ChadH wrote: * Both tie-rods need to be shortened. The shorter tie-rods make bump steer worse, and I believe it messes up the ackerman geometry a bit and increases turning radius. If I remember correctly, both tie rods are not shortened equally to minimize ackerman changes...
To make any significant change in the Ackermann effect you would need to alter the Pitman arm, or at minimum intentionally run it off-center when steering straight ahead.
The tierods need to be shortened enough to allow setting the toe-in. With the steering box & Pitman arm in stock location, if any more was cut from one than the other you'd just end up adjusting it so more threads were exposed.

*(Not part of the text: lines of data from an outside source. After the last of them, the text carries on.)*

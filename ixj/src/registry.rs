//! Card arena addressed by checked handles.

use std::sync::Arc;

use log::info;

use crate::card::Card;
use crate::error::{Error, Result};

pub const MAX_CARDS: usize = 16;

/// Handle to a registered card. Goes stale once the card is removed, even if
/// its slot is reused.
#[derive(Copy, Clone, Debug, PartialEq, Eq, Hash)]
pub struct CardId {
    index: usize,
    generation: u32,
}

impl CardId {
    pub fn index(self) -> usize {
        self.index
    }
}

#[derive(Default)]
struct Slot {
    generation: u32,
    card: Option<Arc<Card>>,
}

pub struct CardRegistry {
    slots: Vec<Slot>,
}

impl Default for CardRegistry {
    fn default() -> Self {
        Self::new()
    }
}

impl CardRegistry {
    pub fn new() -> Self {
        Self {
            slots: (0..MAX_CARDS).map(|_| Slot::default()).collect(),
        }
    }

    pub fn register(&mut self, card: Card) -> Result<CardId> {
        let index = self.slots.iter().position(|s| s.card.is_none()).ok_or(Error::Busy)?;
        let slot = &mut self.slots[index];
        info!("card {index}: {:?}", card.kind());
        slot.card = Some(Arc::new(card));
        Ok(CardId {
            index,
            generation: slot.generation,
        })
    }

    fn slot(&self, id: CardId) -> Option<&Slot> {
        self.slots.get(id.index).filter(|s| s.generation == id.generation)
    }

    pub fn get(&self, id: CardId) -> Result<Arc<Card>> {
        self.slot(id).and_then(|s| s.card.clone()).ok_or(Error::NoCard)
    }

    pub fn remove(&mut self, id: CardId) -> Result<Arc<Card>> {
        match self.slots.get_mut(id.index) {
            Some(slot) if slot.generation == id.generation => {
                let card = slot.card.take().ok_or(Error::NoCard)?;
                slot.generation = slot.generation.wrapping_add(1);
                info!("card {} removed", id.index);
                Ok(card)
            }
            _ => Err(Error::NoCard),
        }
    }

    pub fn len(&self) -> usize {
        self.slots.iter().filter(|s| s.card.is_some()).count()
    }

    pub fn is_empty(&self) -> bool {
        self.len() == 0
    }

    pub fn iter(&self) -> impl Iterator<Item = (CardId, &Arc<Card>)> + '_ {
        self.slots.iter().enumerate().filter_map(|(index, slot)| {
            let id = CardId {
                index,
                generation: slot.generation,
            };
            slot.card.as_ref().map(|card| (id, card))
        })
    }
}

#[cfg(test)]
mod tests {
    use super::*;

    use crate::card::CardConfig;
    use crate::clock::ManualClock;
    use crate::hook::CardKind;
    use crate::sim::SimCard;

    fn card(kind: CardKind) -> Card {
        let sim = Arc::new(SimCard::new(kind, 0x300, 0x310));
        let config = CardConfig {
            kind,
            ..Default::default()
        };
        Card::new(sim, config, Arc::new(ManualClock::new(1000))).unwrap()
    }

    #[test]
    fn stale_handles_are_refused() {
        let mut registry = CardRegistry::new();
        let first = registry.register(card(CardKind::LineJack)).unwrap();
        assert_eq!(registry.get(first).unwrap().kind(), CardKind::LineJack);

        registry.remove(first).unwrap();
        assert!(matches!(registry.get(first), Err(Error::NoCard)));
        assert!(matches!(registry.remove(first), Err(Error::NoCard)));

        // Same slot, new generation.
        let second = registry.register(card(CardKind::PhoneJackLite)).unwrap();
        assert_eq!(second.index(), first.index());
        assert!(matches!(registry.get(first), Err(Error::NoCard)));
        assert_eq!(registry.get(second).unwrap().kind(), CardKind::PhoneJackLite);
    }

    #[test]
    fn arena_fills_up() {
        let mut registry = CardRegistry::new();
        for _ in 0..MAX_CARDS {
            registry.register(card(CardKind::PhoneJack)).unwrap();
        }
        assert_eq!(registry.len(), MAX_CARDS);
        assert!(matches!(registry.register(card(CardKind::PhoneJack)), Err(Error::Busy)));

        let ids: Vec<_> = registry.iter().map(|(id, _)| id).collect();
        assert_eq!(ids.len(), MAX_CARDS);
        registry.remove(ids[3]).unwrap();
        assert_eq!(registry.register(card(CardKind::PhoneJack)).unwrap().index(), 3);
    }
}
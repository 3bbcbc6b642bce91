//! Register map of the Quicknet Internet PhoneJACK / LineJACK family.
//!
//! Two I/O windows are decoded by every card: the DSP host interface (16
//! ports at the DSP base) and the Xilinx PLD (8 ports at the Xilinx base),
//! which fronts the SLIC, the PCMCIA cable logic and the serial control
//! interface (SCI) to the DAA.

#![no_std]

pub mod device;
pub mod register;
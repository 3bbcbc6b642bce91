//! Line-state and signal core for Quicknet Internet PhoneJACK / LineJACK
//! telephony cards.
//!
//! A [`card::Card`] owns the per-card state machines (hookswitch, POTS ring,
//! tone-filter cadences, the DAA PSTN handler, Caller-ID FSK injection) and is
//! stepped once per frame by [`timer::TimerThread`]. Hardware is reached
//! through the `PortIo` trait from `ixj-pac`, backed either by raw port I/O
//! ([`port::RawPortIo`]) or by the behavioural model in [`sim`].

pub mod access;
pub mod audio;
pub mod board;
pub mod cadence;
pub mod callerid;
pub mod card;
pub mod clock;
pub mod daa;
pub mod detector;
pub mod dsp;
pub mod error;
pub mod event;
pub mod fsk;
pub mod generator;
pub mod hook;
pub mod port;
pub mod registry;
pub mod ring;
pub mod sim;
pub mod timer;
pub mod tone;

pub use card::{Card, CardConfig};
pub use error::{Error, Result};
pub use event::PhoneEvent;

The long/short tierod setup on a Standard Beetle works because even though there's no camber change as the wheel travels up and down, the spindle does move back and then forward again because the control arms swing through arcs as the suspension travels when viewed from the side. When you lower the car by moving the spring anchor points, the control arms end up closer to level (or in extreme cases, already angled upwards) at static height - so as the suspension compresses all spindle movement is forward. This compromises the original design which did a surprisingly good job of limiting bump-steer; in addition, the wheel can no longer "step over" obstacles by swinging back as it moves up. Together these effects mess up both the ride and the handling of a car that's lowered that way. "Drop" spindles retain all of the original geometry to avoid these problems

When I converted my last daily-driver to RHD I had to modify the LHD Pitman arm to reverse the built-in offset and retain Ackemann effect, but due to the lateral displacement of the steering box input & output shafts the RH tierod still ended up shorter than a normal LHD LH tierod which did impact the Ackermann a little. It was acceptable for normal driving but at low speeds when cranked to full lock either way there was more discernable scrub. I presume that the reason this hasn't been reported on narrowed-beam cars is twofold; they're limited to a wider turning circle so they don't ever reach the point where the Ackermann goes bad, and most are "slammers" driven by assclowns who have no idea what good handling is (lowering the CG does always have a positive effect, but in real-world conditions a properly functioning suspension is also needed).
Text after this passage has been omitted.